Running Experiments parallel with MPI
=====================================
Parallelizing experiments can significantly reduce the execution time,
especially for computationally expensive functions. With sweepexp, you can easily
parallelize your experiments using MPI (Message Passing Interface). To achieve
this, you'll need the mpi4py module and an MPI implementation such as OpenMPI or
MPICH.

Using MPI
---------
In the `mpi` mode, experiments are distributed across multiple processes. The
main process (rank 0) is responsible for distributing tasks and collecting results,
while worker processes (other ranks) execute the experiments. The following
example shows how an experiment can be executed in parallel with MPI:

.. code-block:: python
    :caption: mpi_example.py

    import time
    from sweepexp import sweepexp

    def my_slow_function(param: float) -> dict:
        time.sleep(2)
        return {"result": param ** 2}

    sweep = sweepexp(
        func = my_slow_function,
        parameters = { "param": [1, 2, 3] },
        mode = "mpi",
    )
    # We want to measure the total duration of the experiments
    start_time = time.time()
    
    # Run the experiments in parallel with MPI
    sweep.run()

    # Calculate the total duration
    total_duration = time.time() - start_time
    print(f"Total duration: {total_duration:.2f} seconds")

    # Print the results
    has_results = "result" in sweep.data
    if has_results:
        print(sweep.data.result.values)
    else:
        print("No results found.")

To execute the script in parallel, use the `mpiexec` (or `mpirun`, `srun`, etc.)
command followed by the number of processes and the script name. For example, to
use 4 processes:

.. code-block:: bash

    mpiexec -l -n 4 python mpi_example.py

When you run the script, you'll see output similar to this:

.. code-block::

    [0] Total duration: 2.11 seconds
    [0] [1. 4. 9.]
    [2] Total duration: 2.18 seconds
    [2] No results found.
    [3] Total duration: 2.21 seconds
    [3] No results found.
    [1] Total duration: 2.21 seconds
    [1] No results found.

Explanation of the Output
^^^^^^^^^^^^^^^^^^^^^^^^^

1. **Main Process Results:** The main process ([0]) displays the total execution time and the results of all experiments. Only the main process has access to the aggregated results.

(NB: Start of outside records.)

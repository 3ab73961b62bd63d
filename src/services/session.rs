//! Session lifecycle: id generation and model bring-up.
//!
//! ARCHITECTURE
//! ============
//! A session record is created when its control connection arrives; the
//! model, the change-notification bridge, and the streaming subserver are
//! wired together later by `load_session`, all under one lock ticket so a
//! concurrent duplicate load cannot double-wire anything.

use std::fmt::Write;

use rand::Rng;
use tracing::info;

use crate::frame::ErrorCode;
use crate::model::Model;
use crate::registry::RegistryError;
use crate::services::{notifier, stream};
use crate::state::AppState;

#[derive(Debug, thiserror::Error)]
pub enum SessionError {
    #[error(transparent)]
    Registry(#[from] RegistryError),
    #[error(transparent)]
    Stream(#[from] stream::StreamError),
}

impl ErrorCode for SessionError {
    fn error_code(&self) -> &'static str {
        match self {
            Self::Registry(e) => e.error_code(),
            Self::Stream(_) => "E_STREAM",
        }
    }

    fn retryable(&self) -> bool {
        match self {
            Self::Registry(e) => e.retryable(),
            Self::Stream(_) => false,
        }
    }
}

pub(crate) fn bytes_to_hex(bytes: &[u8]) -> String {
    let mut s = String::with_capacity(bytes.len() * 2);
    for b in bytes {
        let _ = write!(s, "{b:02x}");
    }
    s
}

/// Generate an opaque 16-byte hex session id.
#[must_use]
pub fn generate_sid() -> String {
    let bytes: [u8; 16] = rand::rng().random();
    bytes_to_hex(&bytes)
}

/// Bring up a session's model: start the streaming subserver, wire the
/// change notifier, install the model. Idempotent — a session that already
/// has a model keeps it and its streaming port, and that port is returned.
///
/// # Errors
///
/// Fails when the session is unknown, the lock acquisition times out, or
/// no streaming port can be bound.
pub async fn load_session(state: &AppState, sid: &str) -> Result<u16, SessionError> {
    let mut ticket = state.registry.acquire(sid).await?;
    let session = ticket.session().clone();

    if ticket.model().is_some() {
        if let Some(port) = session.stream_port() {
            return Ok(port);
        }
    }

    let port = match session.stream_port() {
        Some(port) => port,
        None => {
            let channel = stream::spawn(state.clone()).await?;
            let port = channel.port;
            session.attach_stream(channel);
            port
        }
    };

    if ticket.model().is_none() {
        let mut model = Model::new();
        notifier::wire(&session, port, &mut model);
        ticket.install(model);
        info!(sid, port, "session model initialized");
    }
    Ok(port)
}

#[cfg(test)]
#[path = "session_test.rs"]
mod tests;
use std::path::Path;

use super::*;

const PROJECT_JSON: &str = r#"{
    "calibration": {
        "wavelength": 3.3435e-11,
        "distance": 0.2,
        "center_x": 16.0,
        "center_y": 16.0,
        "pixel_size": 1e-4
    },
    "image": "images/run_001.npy",
    "pattern": {
        "filename": "run_001.xy",
        "x": [0.1, 0.2, 0.3],
        "y": [5.0, 9.0, 4.0]
    }
}"#;

#[test]
fn read_parses_all_sections() {
    let dir = tempfile::tempdir().expect("tempdir");
    let path = dir.path().join("run.json");
    std::fs::write(&path, PROJECT_JSON).expect("write project");

    let project = ProjectFile::read(&path).expect("read");
    let calibration = project.calibration.expect("calibration");
    assert!((calibration.wavelength - 3.3435e-11).abs() < 1e-20);
    assert!((calibration.distance - 0.2).abs() < f64::EPSILON);

    let pattern = project.pattern.expect("pattern");
    assert_eq!(pattern.filename.as_deref(), Some("run_001.xy"));
    assert_eq!(pattern.x.len(), 3);

    assert_eq!(project.image.as_deref(), Some("images/run_001.npy"));
}

#[test]
fn sections_are_optional() {
    let dir = tempfile::tempdir().expect("tempdir");
    let path = dir.path().join("empty.json");
    std::fs::write(&path, "{}").expect("write project");

    let project = ProjectFile::read(&path).expect("read");
    assert!(project.calibration.is_none());
    assert!(project.image.is_none());
    assert!(project.pattern.is_none());
    assert!(project.image_path(&path).is_none());
}

#[test]
fn image_path_resolves_relative_to_the_project() {
    let project = ProjectFile {
        calibration: None,
        image: Some("images/run_001.npy".into()),
        pattern: None,
    };
    let resolved = project
        .image_path(Path::new("/data/projects/run.json"))
        .expect("image path");
    assert_eq!(resolved, Path::new("/data/projects/images/run_001.npy"));
}

#[test]
fn missing_file_is_io_error() {
    let result = ProjectFile::read(Path::new("/nonexistent/run.json"));
    assert!(matches!(result, Err(ProjectError::Io(_))));
}

#[test]
fn malformed_json_is_parse_error() {
    let dir = tempfile::tempdir().expect("tempdir");
    let path = dir.path().join("broken.json");
    std::fs::write(&path, "{not json").expect("write");
    assert!(matches!(ProjectFile::read(&path), Err(ProjectError::Parse(_))));
}
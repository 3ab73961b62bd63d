//! Directory listing for the client's remote file browser.

use std::path::Path;

/// Folders and files of one directory, in enumeration order.
#[derive(Debug, Clone, Default, PartialEq, Eq)]
pub struct DirListing {
    pub folders: Vec<String>,
    pub files: Vec<String>,
}

/// List a directory. Returns `None` when the path does not exist or is not
/// readable — callers report that as a result, never as an error.
#[must_use]
pub fn list_dir(path: &Path) -> Option<DirListing> {
    let entries = std::fs::read_dir(path).ok()?;
    let mut listing = DirListing::default();
    for entry in entries.flatten() {
        let name = entry.file_name().to_string_lossy().into_owned();
        let is_dir = entry.file_type().map(|t| t.is_dir()).unwrap_or(false);
        if is_dir {
            listing.folders.push(name);
        } else {
            listing.files.push(name);
        }
    }
    Some(listing)
}

#[cfg(test)]
#[path = "files_test.rs"]
mod tests;
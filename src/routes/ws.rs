//! Control-channel WebSocket handler — the command dispatcher.
//!
//! DESIGN
//! ======
//! On upgrade the server creates a session for the connection and enters a
//! `select!` loop:
//! - Incoming client frames → parse + dispatch by syscall prefix
//! - Change-notification frames from the session's model → forward
//!
//! Handler functions validate, run the command under the session's lock
//! ticket, and return an `Outcome`; the dispatch layer owns replying. All
//! push traffic originates in the change notifier — handlers never re-emit
//! change events, so nothing is ever delivered twice.
//!
//! LIFECYCLE
//! =========
//! 1. Upgrade → create session → send `session:connected` with the sid
//! 2. Client sends frames → dispatch → handler returns Outcome
//! 3. Close → destroy the session and its streaming channel

use std::path::Path;

use axum::extract::State;
use axum::extract::ws::{Message, WebSocket, WebSocketUpgrade};
use axum::response::Response;
use tokio::sync::mpsc;
use tracing::{debug, info, warn};
use uuid::Uuid;

use crate::frame::{Data, ErrorCode, Frame, Status};
use crate::model::ModelError;
use crate::model::image::ImageError;
use crate::model::overlay::OverlayError;
use crate::registry::ModelTicket;
use crate::services;
use crate::services::notifier::overlay_data;
use crate::state::AppState;

// =============================================================================
// OUTCOME
// =============================================================================

/// Result returned by handler functions. The dispatch layer uses this to
/// build the reply — handlers never send frames directly.
enum Outcome {
    /// Send done+data to the sender.
    Reply(Data),
    /// Send empty done to the sender.
    Done,
}

// =============================================================================
// PROTOCOL ERROR TRANSLATION
// =============================================================================

#[derive(Debug, thiserror::Error)]
#[error("session has no model loaded")]
struct ModelMissing;

impl ErrorCode for ModelMissing {
    fn error_code(&self) -> &'static str {
        "E_MODEL_NOT_LOADED"
    }
}

impl ErrorCode for ImageError {
    fn error_code(&self) -> &'static str {
        "E_IO"
    }
}

impl ErrorCode for ModelError {
    fn error_code(&self) -> &'static str {
        "E_IO"
    }
}

impl ErrorCode for OverlayError {
    fn error_code(&self) -> &'static str {
        "E_OVERLAY_NOT_FOUND"
    }
}

// =============================================================================
// UPGRADE
// =============================================================================

pub async fn handle_ws(State(state): State<AppState>, ws: WebSocketUpgrade) -> Response {
    ws.on_upgrade(move |socket| run_ws(socket, state))
}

2. **Worker Processes:** Worker processes ([1], [2], [3]) handle the execution of experiments and return results to the main process. Since the results are only collected and stored by the main process, the worker processes do not have access to the results and print "No results found."

3. **Execution Time:** The total duration (approximately 2 seconds) corresponds to the time required to execute a single instance of the slow function, as all three experiments are executed in parallel.

Dynamic Task Assignment
-----------------------
If there are more experiments than available worker processes, tasks are
dynamically assigned. Once a worker process finishes a task, it is assigned the
next available experiment. Hence, the number of processes does not need to match
to the number of experiments.